El segundo nivel del mensaje de Orbán era, pues: “Europa, me sacrifico por ti: no seas tan hipócrita de criticarme por darte aquello que necesitas, no cuestiones mis métodos, ven a hacer el trabajo sucio conmigo”. Si Orbán lo dice es porque lo sabe: sin sus duras políticas fronterizas, ya estarían las calles de París o Berlín atestadas de aquellos que van a buscar su revancha con la vida donde su desgracia tuvo su germen, el suelo europeo, donde la autoevaluación consciente no siempre se antoja necesaria. Por eso sus -esta vez- exitosos líderes de ultraderecha parecen mandados por la providencia: so pretexto de la autoprotección, van a acabar generando las condiciones para que el mundo entero aprenda a hacerles una elegante pistola en adelante. Si, a semejanza de Trump, quieren cerrar las fronteras y envanecerse de ello, ¿quién les garantiza que los -tradicionalmente capturados por sus élites- países débiles, como Colombia, no responderán la bofetada?

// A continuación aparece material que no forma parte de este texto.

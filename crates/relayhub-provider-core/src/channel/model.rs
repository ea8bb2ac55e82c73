use std::collections::{BTreeMap, BTreeSet};

use serde::{Deserialize, Serialize};

pub type ChannelId = i64;

/// Upstream wire family of a channel.
#[derive(Debug, Clone, Copy, PartialEq, Eq, Hash, Serialize, Deserialize)]
#[serde(rename_all = "snake_case")]
pub enum ChannelKind {
    #[serde(rename = "openai")]
    OpenAI,
    Anthropic,
    Gemini,
    Azure,
    Custom,
}

impl ChannelKind {
    pub fn as_str(&self) -> &'static str {
        match self {
            ChannelKind::OpenAI => "openai",
            ChannelKind::Anthropic => "anthropic",
            ChannelKind::Gemini => "gemini",
            ChannelKind::Azure => "azure",
            ChannelKind::Custom => "custom",
        }
    }
}

#[derive(Debug, Clone, Copy, PartialEq, Eq, Hash, Serialize, Deserialize)]
#[serde(rename_all = "snake_case")]
pub enum ChannelStatus {
    Enabled,
    ManuallyDisabled,
    AutoDisabled,
}

impl ChannelStatus {
    pub fn is_enabled(&self) -> bool {
        matches!(self, ChannelStatus::Enabled)
    }
}

fn default_weight() -> u32 {
    1
}

fn default_status() -> ChannelStatus {
    ChannelStatus::Enabled
}

/// One configured upstream endpoint and credential.
#[derive(Debug, Clone, PartialEq, Eq, Serialize, Deserialize)]
pub struct Channel {
    pub id: ChannelId,
    #[serde(default)]
    pub name: String,
    pub kind: ChannelKind,
    #[serde(default = "default_status")]
    pub status: ChannelStatus,
    #[serde(default)]
    pub groups: BTreeSet<String>,
    /// Requested model name to upstream model name. An empty upstream name
    /// means the model is forwarded unchanged.
    #[serde(default)]
    pub models: BTreeMap<String, String>,
    #[serde(default = "default_weight")]
    pub weight: u32,
    #[serde(default)]
    pub base_url: String,
    #[serde(default, skip_serializing)]
    pub api_key: String,
}

impl Channel {
    pub fn in_group(&self, group: &str) -> bool {
        self.groups.contains(group)
    }

    pub fn supports_model(&self, model: &str) -> bool {
        self.models.contains_key(model)
    }

    /// The model name to send upstream for a requested model.
    pub fn upstream_model<'a>(&'a self, model: &'a str) -> &'a str {
        match self.models.get(model) {
            Some(mapped) if !mapped.is_empty() => mapped,
            _ => model,
        }
    }

    /// Enabled, in `group`, and declaring `model`.
    pub fn is_eligible(&self, group: &str, model: &str) -> bool {
        self.status.is_enabled() && self.in_group(group) && self.supports_model(model)
    }

    pub fn label(&self) -> String {
        format!("#{}({})", self.id, self.name)
    }
}

#[cfg(test)]
mod tests {
    use super::*;

    #[test]
    fn parses_minimal_channel_with_defaults() {
        let channel: Channel = serde_json::from_str(
            r#"{"id":7,"kind":"anthropic","groups":["default"],"models":{"claude":"claude-3-7","haiku":""}}"#,
        )
        .unwrap();
        assert_eq!(channel.status, ChannelStatus::Enabled);
        assert_eq!(channel.weight, 1);
        assert!(channel.is_eligible("default", "claude"));
        assert!(!channel.is_eligible("vip", "claude"));
        assert_eq!(channel.upstream_model("claude"), "claude-3-7");
        assert_eq!(channel.upstream_model("haiku"), "haiku");
    }

    #[test]
    fn api_key_is_never_serialised() {
        let channel = Channel {
            id: 1,
            name: "main".to_string(),
            kind: ChannelKind::OpenAI,
            status: ChannelStatus::AutoDisabled,
            groups: BTreeSet::new(),
            models: BTreeMap::new(),
            weight: 1,
            base_url: String::new(),
            api_key: "sk-secret".to_string(),
        };
        let rendered = serde_json::to_string(&channel).unwrap();
        assert!(!rendered.contains("sk-secret"));
        assert!(rendered.contains("\"auto_disabled\""));
    }
}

Una de las pocas ventajas de la globalización es que, en verdad, el mundo ya no es el mismo de hace un siglo. Si las potencias todavía colonialistas piensan que pueden andarse sin cuidado con sus territorios “de influencia”, si creen que no necesitan dar nada y aun así recibir todo a cambio (como los parásitos españoles de Metroagua), están en el certero camino de la derrota. Por eso me complace -y ni siquiera me molesto en ocultarlo- cuando progresa uno de estos proteccionistas de ultraderecha. No me ofende su menosprecio (ni me asombra su ignorancia): me esperanza su estupidez, que, aunada a una buena dosis de testosterona por estos lados, desembocará en el verdadero fin de la historia tal y como la conocemos hasta ahora. Y, entonces, volveríamos a barajar.